Transceiver and Cable Self-qualification with Cumulus Linux

NVIDIA provides this document as a suggested procedure for qualifying a transceiver module or cable that does not appear on the Cumulus Linux Hardware Compatibility List (HCL) as a recommended pluggable. NVIDIA does not actively prevent any non-recommended pluggable from functioning and does not restrict the use of self-qualified pluggables. However, NVIDIA recommends customers use the pluggables listed on the HCL. Customers who wish to use a non-recommended pluggable can follow the suggested procedure outlined in this document. For concerns about pluggables that are not listed, contact your NVIDIA sales team.

Example Connections

This procedure is valid for qualifying all types of transceivers and cables in a device undergoing testing. Customers can choose the same types or a combination of different transceivers for this test.

The following diagram illustrates an example where the top and bottom ports connect with a cable as a loopback.
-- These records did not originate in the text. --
mod config;

use blackjack_lib::prelude::*;
use clap::Parser;
use config::Args;
use std::io;
use thiserror::Error;
use tracing::info;
use tracing_subscriber::{layer::SubscriberExt, util::SubscriberInitExt};

/// Errors that end the program with a non-zero exit code.
#[derive(Debug, Error)]
enum TableError {
    #[error(transparent)]
    Game(#[from] BlackjackGameError),

    #[error("unable to serialize table: {0}")]
    Snapshot(#[from] serde_json::Error),
}

fn main() {
    // Logs go to stderr so they never interleave with the prompts on stdout
    tracing_subscriber::registry()
        .with(
            tracing_subscriber::EnvFilter::try_from_default_env()
                .unwrap_or_else(|_| "warn".into()),
        )
        .with(tracing_subscriber::fmt::layer().with_writer(io::stderr))
        .init();

    let args = Args::parse();
    if let Err(e) = run(&args) {
        eprintln!("error: {e}");
        std::process::exit(1);
    }
}

fn run(args: &Args) -> Result<(), TableError> {
    let config = config::resolve(args)?;
    info!(?config, "starting table");

    let stdin = io::stdin();
    let mut console = LineConsole::new(stdin.lock(), io::stdout());
    let mut session = GameSession::new(&config);

    session.play_game(&mut console)?;
    announce_opening_deal(&session, &mut console, config.reveal_dealer_hand);

    if args.json {
        let snapshot = serde_json::to_string_pretty(&session.snapshot())?;
        console.write_line(&snapshot);
    }

    Ok(())
}
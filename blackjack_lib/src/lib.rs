//! Core of a single table blackjack game: the deck, the dealer and players, the roster taken from the
//! console and the game session that deals the opening hands.

pub mod card;
pub mod console;
pub mod deck;
pub mod error;
pub mod participant;
pub mod roster;
pub mod session;

pub mod prelude {
    pub use super::card::{Card, Rank, Suit, DECK_SIZE};
    pub use super::console::{announce_opening_deal, Console, LineConsole};
    pub use super::deck::{Deck, DeckFactory};
    pub use super::error::{BlackjackGameError, RosterError};
    pub use super::participant::{BettingAmount, Dealer, Participant, Player, PlayerName};
    pub use super::roster::RosterBuilder;
    pub use super::session::{GameSession, SessionState, TableSnapshot, OPENING_HAND_SIZE};
    pub use super::{TableConfig, TableConfigBuilder};
}

pub use prelude::*;

/// Struct for configuring a `GameSession` and how the opening deal is displayed.
#[derive(Debug, Clone, Copy, PartialEq, Eq)]
pub struct TableConfig {
    pub seed: Option<u64>,
    pub reveal_dealer_hand: bool,
}

impl TableConfig {
    /// Associated method for returning a new `TableConfigBuilder` object.
    pub fn new() -> TableConfigBuilder {
        TableConfigBuilder {
            seed: None,
            reveal_dealer_hand: None,
        }
    }
}

impl Default for TableConfig {
    /// Returns the standard configuration, an unseeded shuffle with the dealer's hole card hidden.
    fn default() -> Self {
        TableConfig::new().build()
    }
}

/// Struct to implement builder pattern for `TableConfig`
#[derive(Debug, Clone, Copy, Default)]
pub struct TableConfigBuilder {
    seed: Option<u64>,
    reveal_dealer_hand: Option<bool>,
}

impl TableConfigBuilder {
    /// Method for seeding the shuffle, the same seed always produces the same sequence of decks.
    pub fn seed(&mut self, seed: u64) -> &mut Self {
        self.seed = Some(seed);
        self
    }

    /// Method for setting whether both of the dealer's cards are shown after the opening deal.
    pub fn reveal_dealer_hand(&mut self, reveal: bool) -> &mut Self {
        self.reveal_dealer_hand = Some(reveal);
        self
    }

    /// Method for building a `TableConfig` object from the given `TableConfigBuilder` object.
    pub fn build(&mut self) -> TableConfig {
        TableConfig {
            seed: self.seed,
            reveal_dealer_hand: self.reveal_dealer_hand.unwrap_or(false),
        }
    }
}
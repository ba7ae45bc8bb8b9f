use crate::card::{Card, FULL_DECK};
use rand::rngs::StdRng;
use rand::seq::SliceRandom;
use rand::SeedableRng;
use std::ops::Index;
use tracing::debug;

/// A shuffled set of cards. The order is fixed when the deck is created, cards are never
/// removed, the game session keeps track of how far into the deck it has drawn.
#[derive(Debug, Clone, PartialEq, Eq, Default)]
pub struct Deck {
    cards: Vec<Card>,
}

impl Deck {
    /// Returns the card at `position`, or `None` once `position` is past the last card.
    pub fn get(&self, position: usize) -> Option<Card> {
        self.cards.get(position).copied()
    }

    pub fn len(&self) -> usize {
        self.cards.len()
    }

    pub fn is_empty(&self) -> bool {
        self.cards.is_empty()
    }

    pub fn cards(&self) -> &[Card] {
        &self.cards
    }
}

impl Index<usize> for Deck {
    type Output = Card;

    fn index(&self, index: usize) -> &Self::Output {
        &self.cards[index]
    }
}

impl From<Vec<Card>> for Deck {
    fn from(cards: Vec<Card>) -> Self {
        Deck { cards }
    }
}

/// Struct responsible for producing freshly shuffled decks.
/// Every call to `create()` starts from the full 52 card set and shuffles it with a Fisher-Yates shuffle,
/// so every permutation is equally likely.
pub struct DeckFactory {
    rng: StdRng,
}

impl DeckFactory {
    /// Associated function that returns a `DeckFactory` seeded from the operating system's entropy source.
    pub fn new() -> DeckFactory {
        DeckFactory {
            rng: StdRng::from_entropy(),
        }
    }

    /// Associated function that returns a `DeckFactory` whose sequence of decks is fully determined by `seed`.
    pub fn seeded(seed: u64) -> DeckFactory {
        DeckFactory {
            rng: StdRng::seed_from_u64(seed),
        }
    }

    /// Method that builds a full set of cards and returns it in a random order.
    pub fn create(&mut self) -> Deck {
        let mut cards = FULL_DECK.clone();
        cards.shuffle(&mut self.rng);
        debug!(cards = cards.len(), "shuffled a new deck");
        Deck::from(cards)
    }
}

impl Default for DeckFactory {
    fn default() -> Self {
        DeckFactory::new()
    }
}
The example includes cabling and configuration for the testing of both 40G QSFP and 10/1G SFP. NVIDIA recommends that you test different speed components independently. The example includes both to simplify the presentation.

Loopback cable port connections

TG-1/TG-2 are either networking traffic generators (IXIA/Spirent or equivalent) or two servers with a Linux OS installed and iperf3 free traffic generator tool or an equivalent.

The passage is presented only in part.